▶ _ABOUT THIS EXERCISE_
In the listing below, find the line containing "SortDirection) -> Vec<CaRecord>" and the line containing "fn names(forest: &[TreeNode])". Repeat exactly those two lines and every line between them, nothing more.

▶ _DATA IN THIS EXERCISE_
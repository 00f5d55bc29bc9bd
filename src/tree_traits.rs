//! termtree rendering of CA trees.

use termtree::Tree;

use crate::domain::{fold_forest, LinkKind, TreeNode};

/// Deepest tree handed to termtree; its `Tree` drops recursively and draws
/// one indent glyph per level on every line.
pub const MAX_RENDER_DEPTH: usize = 64;

pub trait TreeNodeConvert {
    fn to_tree_string(&self) -> Tree<String>;
}

fn label(node: &TreeNode) -> String {
    let mut label = format!("{} [{}]", node.record, node.ref_id);
    if node.link == Some(LinkKind::Inferred) {
        label.push_str(" ~");
    }
    label
}

impl TreeNodeConvert for TreeNode {
    fn to_tree_string(&self) -> Tree<String> {
        let leaves = fold_forest(&self.children, |node, leaves: Vec<Tree<String>>| {
            Tree::new(label(node)).with_leaves(leaves)
        });
        Tree::new(label(self)).with_leaves(leaves)
    }
}

#[cfg(test)]
mod tests {
    use super::*;
    use crate::domain::resolve_records;
    use crate::domain::CaRecord;
    use crate::domain::CaStatus;

    fn ca(id: &str, subject: &str, issuer: &str) -> CaRecord {
        CaRecord {
            id: id.into(),
            name: format!("{id} CA"),
            kind: "root".into(),
            subject_name: subject.into(),
            issuer_name: issuer.into(),
            parent_id: None,
            status: CaStatus::Active,
            cert_count: 0,
            expiry: None,
        }
    }

    #[test]
    fn given_tree_when_rendering_then_nests_children_and_marks_inferred() {
        let res = resolve_records(vec![ca("root", "CN=R", "CN=R"), ca("int", "CN=I", "CN=R")]);

        let rendered = res.forest[0].to_tree_string().to_string();

        let lines: Vec<&str> = rendered.lines().collect();
        assert_eq!(lines[0], "root CA [root]");
        assert!(lines[1].ends_with("int CA [int] ~"));
    }
}
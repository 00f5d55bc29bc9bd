//! Level-preserving sort of forests and flat sort of orphans.

use std::cmp::Ordering;
use std::fmt;
use std::str::FromStr;

use serde::{Deserialize, Serialize};

use crate::domain::entities::CaRecord;
use crate::domain::error::DomainError;
use crate::domain::tree::{fold_forest, Forest, TreeNode};

#[derive(Debug, Clone, Copy, PartialEq, Eq, Hash, Default, Serialize, Deserialize)]
#[serde(rename_all = "snake_case")]
pub enum SortKey {
    #[default]
    Name,
    Subject,
    Issuer,
    Status,
    Type,
    CertCount,
    Expiry,
}

#[derive(Debug, Clone, Copy, PartialEq, Eq, Hash, Default, Serialize, Deserialize)]
#[serde(rename_all = "lowercase")]
pub enum SortDirection {
    #[default]
    Asc,
    Desc,
}

impl SortKey {
    /// Three-way compare of two records on this key, ascending.
    pub fn compare(self, a: &CaRecord, b: &CaRecord) -> Ordering {
        match self {
            SortKey::Name => a.name.cmp(&b.name),
            SortKey::Subject => a.subject_name.cmp(&b.subject_name),
            SortKey::Issuer => a.issuer_name.cmp(&b.issuer_name),
            SortKey::Status => a.status.cmp(&b.status),
            SortKey::Type => a.kind.cmp(&b.kind),
            SortKey::CertCount => a.cert_count.cmp(&b.cert_count),
            SortKey::Expiry => compare_expiry(a, b),
        }
    }
}

/// Parsed dates first, in date order; unparseable or missing expiries after
/// them, compared as raw strings.
fn compare_expiry(a: &CaRecord, b: &CaRecord) -> Ordering {
    match (a.expiry_date(), b.expiry_date()) {
        (Some(x), Some(y)) => x.cmp(&y),
        (Some(_), None) => Ordering::Less,
        (None, Some(_)) => Ordering::Greater,
        (None, None) => a.expiry.cmp(&b.expiry),
    }
}

impl SortDirection {
    pub fn apply(self, ordering: Ordering) -> Ordering {
        match self {
            SortDirection::Asc => ordering,
            SortDirection::Desc => ordering.reverse(),
        }
    }
}

impl FromStr for SortKey {
    type Err = DomainError;

    fn from_str(s: &str) -> Result<Self, Self::Err> {
        match s.trim().to_ascii_lowercase().replace('-', "_").as_str() {
            "name" => Ok(SortKey::Name),
            "subject" | "subject_name" => Ok(SortKey::Subject),
            "issuer" | "issuer_name" => Ok(SortKey::Issuer),
            "status" => Ok(SortKey::Status),
            "type" | "kind" => Ok(SortKey::Type),
            "cert_count" | "certcount" | "certs" => Ok(SortKey::CertCount),
            "expiry" => Ok(SortKey::Expiry),
            _ => Err(DomainError::UnknownSortKey(s.to_string())),
        }
    }
}

impl FromStr for SortDirection {
    type Err = DomainError;

    fn from_str(s: &str) -> Result<Self, Self::Err> {
        match s.trim().to_ascii_lowercase().as_str() {
            "asc" | "ascending" => Ok(SortDirection::Asc),
            "desc" | "descending" => Ok(SortDirection::Desc),
            _ => Err(DomainError::UnknownSortDirection(s.to_string())),
        }
    }
}

impl fmt::Display for SortKey {
    fn fmt(&self, f: &mut fmt::Formatter<'_>) -> fmt::Result {
        let s = match self {
            SortKey::Name => "name",
            SortKey::Subject => "subject",
            SortKey::Issuer => "issuer",
            SortKey::Status => "status",
            SortKey::Type => "type",
            SortKey::CertCount => "cert_count",
            SortKey::Expiry => "expiry",
        };
        f.write_str(s)
    }
}

impl fmt::Display for SortDirection {
    fn fmt(&self, f: &mut fmt::Formatter<'_>) -> fmt::Result {
        match self {
            SortDirection::Asc => f.write_str("asc"),
            SortDirection::Desc => f.write_str("desc"),
        }
    }
}

/// Sort roots and every children list on its own.
///
/// Nodes never move across levels. The sort is stable, also when descending.
pub fn sort_forest(forest: &[TreeNode], key: SortKey, direction: SortDirection) -> Forest {
    let by_key = |a: &TreeNode, b: &TreeNode| direction.apply(key.compare(&a.record, &b.record));
    let mut sorted = fold_forest(forest, |node, mut children: Vec<TreeNode>| {
        children.sort_by(by_key);
        node.with_children(children)
    });
    sorted.sort_by(by_key);
    sorted
}

/// Flat stable sort for orphan lists.
pub fn sort_records(records: &[CaRecord], key: SortKey, direction: SortDirection) -> Vec<CaRecord> {
    let mut sorted = records.to_vec();
    sorted.sort_by(|a, b| direction.apply(key.compare(a, b)));
    sorted
}

#[cfg(test)]
mod tests {
    use super::*;
    use crate::domain::tree::fixtures::{node, record};
    use rstest::rstest;

    fn names(forest: &[TreeNode]) -> Vec<&str> {
        forest.iter().map(|n| n.record.name.as_str()).collect()
    }

    #[test]
    fn given_forest_when_sorting_then_each_level_sorted_independently() {
        let forest = vec![
            node("2", "b-root", vec![node("21", "z", vec![]), node("22", "a", vec![])]),
            node("1", "a-root", vec![node("11", "y", vec![node("111", "c", vec![])])]),
        ];

        let sorted = sort_forest(&forest, SortKey::Name, SortDirection::Asc);

        assert_eq!(names(&sorted), vec!["a-root", "b-root"]);
        assert_eq!(names(&sorted[1].children), vec!["a", "z"]);
        // grandchild "c" sorts before "y" by name but stays below it
        assert_eq!(names(&sorted[0].children), vec!["y"]);
        assert_eq!(names(&sorted[0].children[0].children), vec!["c"]);
    }

    #[test]
    fn given_ties_when_sorting_descending_then_keeps_prior_order() {
        let mut a = record("a", "first");
        let mut b = record("b", "second");
        let mut c = record("c", "third");
        a.cert_count = 5;
        b.cert_count = 5;
        c.cert_count = 9;

        let sorted = sort_records(&[a, b, c], SortKey::CertCount, SortDirection::Desc);
        let ids: Vec<&str> = sorted.iter().map(|r| r.id.as_str()).collect();
        assert_eq!(ids, vec!["c", "a", "b"]);
    }

    #[test]
    fn given_mixed_expiries_when_sorting_then_parsed_dates_first() {
        let mut a = record("a", "a");
        let mut b = record("b", "b");
        let mut c = record("c", "c");
        a.expiry = Some("not a date".into());
        b.expiry = Some("2031-01-01".into());
        c.expiry = Some("2029-05-05T00:00:00Z".into());

        let sorted = sort_records(&[a, b, c], SortKey::Expiry, SortDirection::Asc);
        let ids: Vec<&str> = sorted.iter().map(|r| r.id.as_str()).collect();
        assert_eq!(ids, vec!["c", "b", "a"]);
    }

    #[rstest]
    #[case("name", SortKey::Name)]
    #[case("Subject", SortKey::Subject)]
    #[case("cert-count", SortKey::CertCount)]
    #[case("expiry", SortKey::Expiry)]
    fn given_key_name_when_parsing_then_returns_key(#[case] input: &str, #[case] expected: SortKey) {
        assert_eq!(input.parse::<SortKey>(), Ok(expected));
    }

    #[test]
    fn given_unknown_names_when_parsing_then_errors() {
        assert_eq!(
            "color".parse::<SortKey>(),
            Err(DomainError::UnknownSortKey("color".into()))
        );
        assert!("sideways".parse::<SortDirection>().is_err());
        assert_eq!("DESC".parse::<SortDirection>(), Ok(SortDirection::Desc));
    }
}
use std::sync::Once;

use tracing_subscriber::EnvFilter;

static TEST_SUBSCRIBER: Once = Once::new();

/// Route `tracing` output through the test harness, once per process.
///
/// Level comes from `RUST_LOG`, `debug` when unset.
pub fn init_test_setup() {
    TEST_SUBSCRIBER.call_once(|| {
        let filter = EnvFilter::try_from_default_env().unwrap_or_else(|_| EnvFilter::new("debug"));
        // another harness may already own the global subscriber
        let _ = tracing_subscriber::fmt()
            .with_env_filter(filter)
            .with_test_writer()
            .try_init();
    });
}
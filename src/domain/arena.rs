use std::collections::{HashMap, HashSet};

use generational_arena::{Arena, Index};
use tracing::instrument;

use crate::domain::entities::CaRecord;
use crate::domain::tree::{LinkKind, TreeNode};

/// Arena slot for one accepted CA record.
#[derive(Debug)]
pub struct ArenaNode {
    pub record: CaRecord,
    /// Position of the record in the raw input
    pub position: usize,
    /// Index of parent node in the arena, None for roots and unattached nodes
    pub parent: Option<Index>,
    pub link: Option<LinkKind>,
    /// Indices of child nodes in the arena, in attachment order
    pub children: Vec<Index>,
}

/// Arena-backed working storage for hierarchy resolution.
///
/// Parent/child edges are stored as indices, so cyclic `parentId` chains in
/// the source data never turn into shared ownership. Insertion order is kept to reproduce input order.
#[derive(Debug, Default)]
pub struct HierarchyArena {
    arena: Arena<ArenaNode>,
    order: Vec<Index>,
}

impl HierarchyArena {
    pub fn new() -> Self {
        Self::default()
    }

    pub fn with_capacity(n: usize) -> Self {
        Self {
            arena: Arena::with_capacity(n),
            order: Vec::with_capacity(n),
        }
    }

    #[instrument(level = "trace", skip(self, record), fields(id = %record.id))]
    pub fn insert_record(&mut self, record: CaRecord, position: usize) -> Index {
        let idx = self.arena.insert(ArenaNode {
            record,
            position,
            parent: None,
            link: None,
            children: Vec::new(),
        });
        self.order.push(idx);
        idx
    }

    pub fn get_node(&self, idx: Index) -> Option<&ArenaNode> {
        self.arena.get(idx)
    }

    pub fn len(&self) -> usize {
        self.order.len()
    }

    pub fn is_empty(&self) -> bool {
        self.order.is_empty()
    }

    /// Node indices in insertion (input) order.
    pub fn order(&self) -> &[Index] {
        &self.order
    }

    /// Attach `child` below `parent`. The caller breaks cycles first.
    #[instrument(level = "trace", skip(self))]
    pub fn attach(&mut self, child: Index, parent: Index, link: LinkKind) {
        if let Some(node) = self.arena.get_mut(child) {
            node.parent = Some(parent);
            node.link = Some(link);
        }
        if let Some(node) = self.arena.get_mut(parent) {
            node.children.push(child);
        }
    }

    /// Copy the subtree below `idx` into owned tree nodes.
    ///
    /// Built bottom-up from a reversed pre-order list, so chain length does
    /// not translate into call depth.
    pub fn build_subtree(&self, idx: Index) -> Option<TreeNode> {
        self.get_node(idx)?;
        let order = self.reachable_from(&[idx]);

        let mut built: HashMap<Index, TreeNode> = HashMap::with_capacity(order.len());
        for &current in order.iter().rev() {
            let Some(node) = self.get_node(current) else {
                continue;
            };
            let mut tree = TreeNode::new(node.record.clone(), node.link);
            tree.children = node
                .children
                .iter()
                .filter_map(|child| built.remove(child))
                .collect();
            built.insert(current, tree);
        }
        built.remove(&idx)
    }

    /// All indices reachable from `roots`, roots included, in pre-order.
    ///
    /// Each index is visited once, so forced parent loops still terminate.
    pub fn reachable_from(&self, roots: &[Index]) -> Vec<Index> {
        let mut seen = HashSet::with_capacity(self.len());
        let mut order = Vec::new();
        let mut stack: Vec<Index> = roots.iter().rev().copied().collect();
        while let Some(idx) = stack.pop() {
            if !seen.insert(idx) {
                continue;
            }
            if let Some(node) = self.get_node(idx) {
                order.push(idx);
                stack.extend(node.children.iter().rev().copied());
            }
        }
        order
    }
}

#[cfg(test)]
mod tests {
    use super::*;
    use crate::domain::tree::fixtures::record;

    #[test]
    fn given_chain_when_reaching_from_root_then_pre_order_and_parents_set() {
        let mut arena = HierarchyArena::new();
        let root = arena.insert_record(record("root", "Root"), 0);
        let mid = arena.insert_record(record("mid", "Mid"), 1);
        let leaf = arena.insert_record(record("leaf", "Leaf"), 2);
        arena.attach(mid, root, LinkKind::Explicit);
        arena.attach(leaf, mid, LinkKind::Inferred);

        assert_eq!(arena.reachable_from(&[root]), vec![root, mid, leaf]);
        assert_eq!(arena.get_node(leaf).and_then(|n| n.parent), Some(mid));
    }

    #[test]
    fn given_forced_loop_when_building_subtree_then_terminates() {
        let mut arena = HierarchyArena::new();
        let a = arena.insert_record(record("a", "A"), 0);
        let b = arena.insert_record(record("b", "B"), 1);
        // bypasses the resolver's cycle breaking on purpose
        arena.attach(a, b, LinkKind::Explicit);
        arena.attach(b, a, LinkKind::Explicit);

        assert_eq!(arena.reachable_from(&[a]).len(), 2);
        assert_eq!(arena.build_subtree(a).map(|t| t.size()), Some(2));
    }

    #[test]
    fn given_long_chain_when_building_subtree_then_no_overflow() {
        let mut arena = HierarchyArena::new();
        let mut parent = arena.insert_record(record("n0", "n0"), 0);
        let root = parent;
        for i in 1..150_000 {
            let child = arena.insert_record(record(&format!("n{i}"), "n"), i);
            arena.attach(child, parent, LinkKind::Explicit);
            parent = child;
        }

        let tree = arena.build_subtree(root).unwrap();

        assert_eq!(tree.depth(), 150_000);
    }

    #[test]
    fn given_attached_nodes_when_building_subtree_then_keeps_attachment_order() {
        let mut arena = HierarchyArena::new();
        let root = arena.insert_record(record("root", "Root"), 0);
        let first = arena.insert_record(record("first", "First"), 1);
        let second = arena.insert_record(record("second", "Second"), 2);
        arena.attach(first, root, LinkKind::Explicit);
        arena.attach(second, root, LinkKind::Inferred);

        let tree = arena.build_subtree(root).unwrap();
        let ids: Vec<&str> = tree.children.iter().map(|c| c.ref_id.as_str()).collect();
        assert_eq!(ids, vec!["first", "second"]);
        assert_eq!(tree.link, None);
        assert_eq!(tree.children[1].link, Some(LinkKind::Inferred));
        assert_eq!(arena.reachable_from(&[root]).len(), 3);
    }
}
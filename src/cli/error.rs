//! CLI-level errors (wraps infrastructure errors)

use thiserror::Error;

use crate::application::ApplicationError;
use crate::infrastructure::InfraError;

/// CLI errors are the top-level error type.
/// These are what get displayed to the user.
#[derive(Error, Debug)]
pub enum CliError {
    #[error(transparent)]
    Infra(#[from] InfraError),

    #[error("invalid arguments: {0}")]
    InvalidArgs(String),
}

impl From<ApplicationError> for CliError {
    fn from(e: ApplicationError) -> Self {
        CliError::Infra(InfraError::Application(e))
    }
}

/// Messages of `err` and of every error below it, outermost first.
pub fn error_chain(err: &(dyn std::error::Error + 'static)) -> Vec<String> {
    std::iter::successors(Some(err), |e| e.source())
        .map(ToString::to_string)
        .collect()
}

/// Result type for CLI operations.
pub type CliResult<T> = Result<T, CliError>;

impl CliError {
    /// Get the appropriate exit code for this error.
    pub fn exit_code(&self) -> i32 {
        match self {
            CliError::InvalidArgs(_) => crate::exitcode::USAGE,
            CliError::Infra(e) => match e {
                InfraError::Io { .. } => crate::exitcode::NOINPUT,
                InfraError::Parse { .. } => crate::exitcode::DATAERR,
                InfraError::Application(app) => match app {
                    ApplicationError::Config { .. } => crate::exitcode::CONFIG,
                    ApplicationError::Domain(_) => crate::exitcode::USAGE,
                    ApplicationError::OperationFailed { source, .. } => {
                        match source.downcast_ref::<InfraError>() {
                            Some(InfraError::Io { .. }) => crate::exitcode::NOINPUT,
                            Some(InfraError::Parse { .. }) => crate::exitcode::DATAERR,
                            _ => crate::exitcode::SOFTWARE,
                        }
                    }
                },
            },
        }
    }
}

#[cfg(test)]
mod tests {
    use super::*;
    use crate::domain::DomainError;

    #[test]
    fn given_domain_error_when_mapping_exit_code_then_usage() {
        let err = CliError::from(ApplicationError::from(DomainError::UnknownSortKey(
            "x".into(),
        )));
        assert_eq!(err.exit_code(), crate::exitcode::USAGE);
    }

    #[test]
    fn given_failed_fetch_when_mapping_exit_code_then_noinput() {
        let io = InfraError::io(
            "read cas.json",
            std::io::Error::new(std::io::ErrorKind::NotFound, "missing"),
        );
        let err = CliError::from(ApplicationError::OperationFailed {
            context: "fetch".into(),
            source: Box::new(io),
        });
        assert_eq!(err.exit_code(), crate::exitcode::NOINPUT);
    }

    #[test]
    fn given_parse_failure_when_collecting_chain_then_decoder_position_included() {
        let source = serde_json::from_str::<Vec<u8>>("[1, oops]").unwrap_err();
        let err = CliError::from(ApplicationError::OperationFailed {
            context: "fetch CA records".into(),
            source: Box::new(InfraError::parse("decode cas.json", source)),
        });

        let chain = error_chain(&err);

        assert_eq!(chain.len(), 3);
        assert_eq!(chain[0], "operation failed: fetch CA records");
        assert_eq!(chain[1], "invalid record data: decode cas.json");
        assert!(chain[2].contains("line 1 column"), "{}", chain[2]);
    }

    #[test]
    fn given_wrapped_domain_error_when_collecting_chain_then_message_not_repeated() {
        let err = CliError::from(ApplicationError::from(DomainError::UnknownSortKey(
            "x".into(),
        )));

        assert_eq!(error_chain(&err), vec![err.to_string()]);
    }

    #[test]
    fn given_config_error_when_mapping_exit_code_then_config() {
        let err = CliError::from(ApplicationError::Config {
            message: "bad".into(),
        });
        assert_eq!(err.exit_code(), crate::exitcode::CONFIG);
    }
}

▶ _TASK RESPONSE_
pub fn sort_records(records: &[CaRecord], key: SortKey, direction: SortDirection) -> Vec<CaRecord> {
    let mut sorted = records.to_vec();
    sorted.sort_by(|a, b| direction.apply(key.compare(a, b)));
    sorted
}

#[cfg(test)]
mod tests {
    use super::*;
    use crate::domain::tree::fixtures::{node, record};
    use rstest::rstest;

    fn names(forest: &[TreeNode]) -> Vec<&str> {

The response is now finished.